Depersonalisasi dan Derealisasi

Depersonalisasi dan Derealisasi
Foto Ilustrasi (pexels.com)

Gambaran yang keliru mengenai diri sendiri pada contoh diatas disebut depersonalisasi. Sedang gambaran yang sangat salah mengenai dunia luar disebut derealisasi. Maka orang-yang psikotis itu “menggunakan” segala perasaan dan pikirannya untuk mempertahankan ide-ide yang salah dan delusi-delusinya juga untuk membenarkan segenap pendirian dan tingkah-lakunya yang keliru. Sehingga semakin kacau-balaulah kehidupan psikisnya.

Setiap manusia normal dan sehat pun pasti mengalami perasaan-perasaan gelisah dan pedih semacam tersebut di atas. Hanya saja orang sehat mampu mengatasi semua kesulitan itu. Sedang orang yang sakit secara psikis “tetap berputar-putar”, terus-menerus hanyut tenggelam dalam kesukaran batinnya, dan tidak mampu menemukan jalan keluarnya.

Maka kualitas pribadi itu, apakah dia itu sehat, neuorotis ataupun psikotis selalu dilihat dari tiga faktor, yaitu:

1. Konstitusi somatis atau organisnya;

2. Struktur, dinamika dan jenis kepribadiannya dengan segenap “mekanisme-psikis" untuk memasak pengalaman hidupnya, dan;

3. Relasi-relasi sosial dengan indra-realitasnya.

Baca Juga: Gangguan Tidur - Dampak Mematikan Sering Begadang

Psikotis Bisa Terjadi Pada Orang Sehat

Psikotis bisa terjadi pada setiap orang tidak hanya pada orang yang sakit jiwannya saja. Apa yang berpawai “riuh” dalam kehidupan adalah: sifat-sifat karakter, sikap-sikap, fantasi, trauma, kecemasan-kecemasan dan harapan-harapan “setiap insan". Maka kondisi psikis seorang pasien penyakit jiwa itu kira-kiranya bisa disamakan dengan dunia pengalaman sewaktu kita tidur dan bermimpi yaitu sebagai berikut.

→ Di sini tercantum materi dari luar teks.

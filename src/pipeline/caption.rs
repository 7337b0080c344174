//! Caption generation: turn an extracted image into a short description.
//!
//! [`Captioner`] is the seam between the document assembler and whatever
//! produces captions. Production uses [`VlmCaptioner`], which sends the image
//! to a vision-language model through `edgequake-llm`; tests plug in fakes.
//!
//! ## Provider lifecycle
//!
//! Resolving a provider reads environment variables and may build HTTP
//! clients, so it happens lazily on the first caption request and at most
//! once per captioner. Concurrent first callers wait on the same
//! initialisation (`tokio::sync::OnceCell::get_or_try_init`); a failed
//! initialisation is not cached, so the next request tries again.
//!
//! ## Retry Strategy
//!
//! HTTP 429 / 503 errors from LLM APIs are transient. Each call is retried
//! with exponential backoff (`retry_backoff_ms * 2^(attempt-1)`) and bounded
//! by `api_timeout_secs`. With the defaults a caption fails after three
//! attempts and 1.5 s of backoff.

use crate::config::ConversionConfig;
use crate::error::ConvertError;
use crate::pipeline::{encode, postprocess};
use crate::prompts::{caption_prompt, CAPTION_SYSTEM_PROMPT};
use async_trait::async_trait;
use edgequake_llm::{ChatMessage, CompletionOptions, LLMProvider, ProviderFactory};
use image::RgbImage;
use std::sync::Arc;
use tokio::sync::OnceCell;
use tokio::time::{sleep, timeout, Duration};
use tracing::{debug, info, warn};

/// Model used when a provider is named without a model.
pub const DEFAULT_VISION_MODEL: &str = "gpt-4.1-nano";

/// Produces a caption for one image.
#[async_trait]
pub trait Captioner: Send + Sync {
    async fn caption(&self, image: &RgbImage) -> Result<String, ConvertError>;
}

/// Captioner backed by a vision-language model.
pub struct VlmCaptioner {
    config: ConversionConfig,
    provider: OnceCell<Arc<dyn LLMProvider>>,
}

impl VlmCaptioner {
    pub fn new(config: &ConversionConfig) -> Self {
        Self {
            config: config.clone(),
            provider: OnceCell::new(),
        }
    }

    /// Resolve the provider now instead of on the first request.
    pub async fn warm_up(&self) -> Result<(), ConvertError> {
        self.provider().await?;
        info!("Caption provider ready");
        Ok(())
    }

    /// `true` once a provider has been resolved.
    pub fn is_ready(&self) -> bool {
        self.provider.initialized()
    }

    async fn provider(&self) -> Result<&Arc<dyn LLMProvider>, ConvertError> {
        self.provider
            .get_or_try_init(|| async { resolve_provider(&self.config) })
            .await
    }

    fn options(&self) -> CompletionOptions {
        CompletionOptions {
            temperature: Some(self.config.temperature),
            max_tokens: Some(self.config.max_tokens),
            ..Default::default()
        }
    }
}

#[async_trait]
impl Captioner for VlmCaptioner {
    async fn caption(&self, image: &RgbImage) -> Result<String, ConvertError> {
        let provider = self.provider().await?;

        let image_data = encode::encode_image(image).map_err(|e| {
            ConvertError::Internal(format!("Image encoding failed: {}", e))
        })?;
        let messages = vec![
            ChatMessage::system(CAPTION_SYSTEM_PROMPT),
            ChatMessage::user_with_images(
                caption_prompt(self.config.caption_prompt.as_deref()),
                vec![image_data],
            ),
        ];
        let options = self.options();
        let call_timeout = Duration::from_secs(self.config.api_timeout_secs);

        let mut last_err = String::from("no attempt made");
        for attempt in 0..=self.config.max_retries {
            if attempt > 0 {
                let backoff = backoff_ms(self.config.retry_backoff_ms, attempt);
                warn!(
                    "Caption retry {}/{} after {}ms",
                    attempt, self.config.max_retries, backoff
                );
                sleep(Duration::from_millis(backoff)).await;
            }

            match timeout(call_timeout, provider.chat(&messages, Some(&options))).await {
                Ok(Ok(response)) => {
                    debug!(
                        "Caption: {} input tokens, {} output tokens",
                        response.prompt_tokens, response.completion_tokens
                    );
                    return Ok(postprocess::clean_caption(&response.content));
                }
                Ok(Err(e)) => {
                    last_err = e.to_string();
                    warn!("Caption attempt {} failed: {}", attempt + 1, last_err);
                }
                Err(_) => {
                    last_err = format!("timed out after {}s", self.config.api_timeout_secs);
                    warn!("Caption attempt {} {}", attempt + 1, last_err);
                }
            }
        }

        Err(ConvertError::CaptionUnavailable {
            detail: format!(
                "{} (after {} attempts)",
                last_err,
                self.config.max_retries + 1
            ),
        })
    }
}

/// Exponential backoff before retry `attempt` (1-based), saturating.
fn backoff_ms(base_ms: u64, attempt: u32) -> u64 {
    let factor = 1u64.checked_shl(attempt.saturating_sub(1)).unwrap_or(u64::MAX);
    base_ms.saturating_mul(factor)
}

fn create_vision_provider(
    provider_name: &str,
    model: &str,
) -> Result<Arc<dyn LLMProvider>, ConvertError> {
    ProviderFactory::create_llm_provider(provider_name, model).map_err(|e| {
        ConvertError::CaptionUnavailable {
            detail: format!("provider '{provider_name}' could not be created: {e}"),
        }
    })
}

/// Resolve the vision provider, from most-specific to least-specific:
///
/// 1. **Pre-built provider** (`config.provider`), used as-is.
/// 2. **Named provider + model** (`config.provider_name`), API key read from
///    the provider's usual environment variable.
/// 3. **Environment pair** (`EDGEQUAKE_LLM_PROVIDER` + `EDGEQUAKE_MODEL`).
/// 4. **OpenAI** when `OPENAI_API_KEY` is set.
/// 5. **Full auto-detection** (`ProviderFactory::from_env`).
pub fn resolve_provider(config: &ConversionConfig) -> Result<Arc<dyn LLMProvider>, ConvertError> {
    if let Some(ref provider) = config.provider {
        return Ok(Arc::clone(provider));
    }

    if let Some(ref name) = config.provider_name {
        let model = config.model.as_deref().unwrap_or(DEFAULT_VISION_MODEL);
        return create_vision_provider(name, model);
    }

    if let (Ok(prov), Ok(model)) = (
        std::env::var("EDGEQUAKE_LLM_PROVIDER"),
        std::env::var("EDGEQUAKE_MODEL"),
    ) {
        if !prov.is_empty() && !model.is_empty() {
            return create_vision_provider(&prov, &model);
        }
    }

    if let Ok(openai_key) = std::env::var("OPENAI_API_KEY") {
        if !openai_key.is_empty() {
            let model = config.model.as_deref().unwrap_or(DEFAULT_VISION_MODEL);
            return create_vision_provider("openai", model);
        }
    }

    let (llm_provider, _embedding) =
        ProviderFactory::from_env().map_err(|e| ConvertError::CaptionUnavailable {
            detail: format!(
                "no vision provider could be auto-detected from the environment; \
                set OPENAI_API_KEY, ANTHROPIC_API_KEY, or configure a provider ({e})"
            ),
        })?;

    Ok(llm_provider)
}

a) Ada mengalir gambaran-gambaran dan peristiwa-peristiwa yang kacau-balau, tidak runtut, tidak teratur. Semua itu jauh berbeda dengan runtunan pikiran dan kesadaran yang logis.

b) Fantasi, perasaan, pikiran, ketakutan, kecemasan dan harapan-harapan tampil lebih kuat pada kelipatan intensitasnya.

c) Gejala-gejala tersebut di atas berlangsung secara berkesinambungan, kembali berulang-ulang kali, atau berlangsung dalam waktu yang lama.

d) Sehingga teriadi proses pemalsuan terhadap diri sendiri (depersonalisasi) dan lingkungan atau milieunya (derealisasi).

Sehubungan dengan uraian di atas, barangsiapa dalam waktu pendek bersitegang, mau menang sendiri terus-menerus dan selalu membenarkan diri sendiri saja, lalu memalsukan realitas yang ada, maka perilaku tersebut tidak bedanya dengan tingkah-laku orang psikotis dengan penggunaan mekanisme pembelaan dan pelarian diri yang salah.

Jika upaya pemalsuan itu hanya berlangsung pendek saja, dan orang yang bersangkutan segera menyadari sikap-sikapnya yang salah, lalu kembali pada pola-pola yang riil, maka dia disebut masih tetap sehat. Akan tetapi apabila dia terus-menerus bersitegang memalsukan realitas yang ada, maka dia disebut psikotis atau gila.

Baca Juga: Gangguan-Gangguan Fungsional, Laesional, dan Psikogen

Faktor Penentu Orang Dapat dikatakan Sehat atau Sakit Jiwanya

Faktor Orang Mengalami Gangguan Jiwa
Faktor Orang dikatakan Sehat atau Sakit Jiwanya (pexels.com)

Jelaslah bagi kita bahwa faktor-faktor penentu bagi jiwa yang sehat atau jiwa yang sakit itu adalah sebagai berikut:

1) Isi dari pengalaman kita, dan;

2) Cara penanganan, pemutusan dan penyelesaian masalah-masalah pokok yang di hadapi setiap harinya. Yaitu cara penyelesaian secara riil, tuntas, penuh keberanian, namun sangat pelik dan berat; ataupun keliru dengan cara-cara riil, bukan lewat mekanisme pelarian diri dan pertahanan diri yang salah, lewat jalan terobosan murahan namun sangat menyesatkan.

Dengan cara-cara tidak wajar ini jiwa menjadi semakin kacau-balau, bahkan menjadi terganggu dan sakit karenanya.

 

Referensi Bacaan:

Alisjahbana, Anna. M, Sidharta; dkk. 1977. Menuju Kesejahteraan Jiwa. Jakarta: PT Gramedia.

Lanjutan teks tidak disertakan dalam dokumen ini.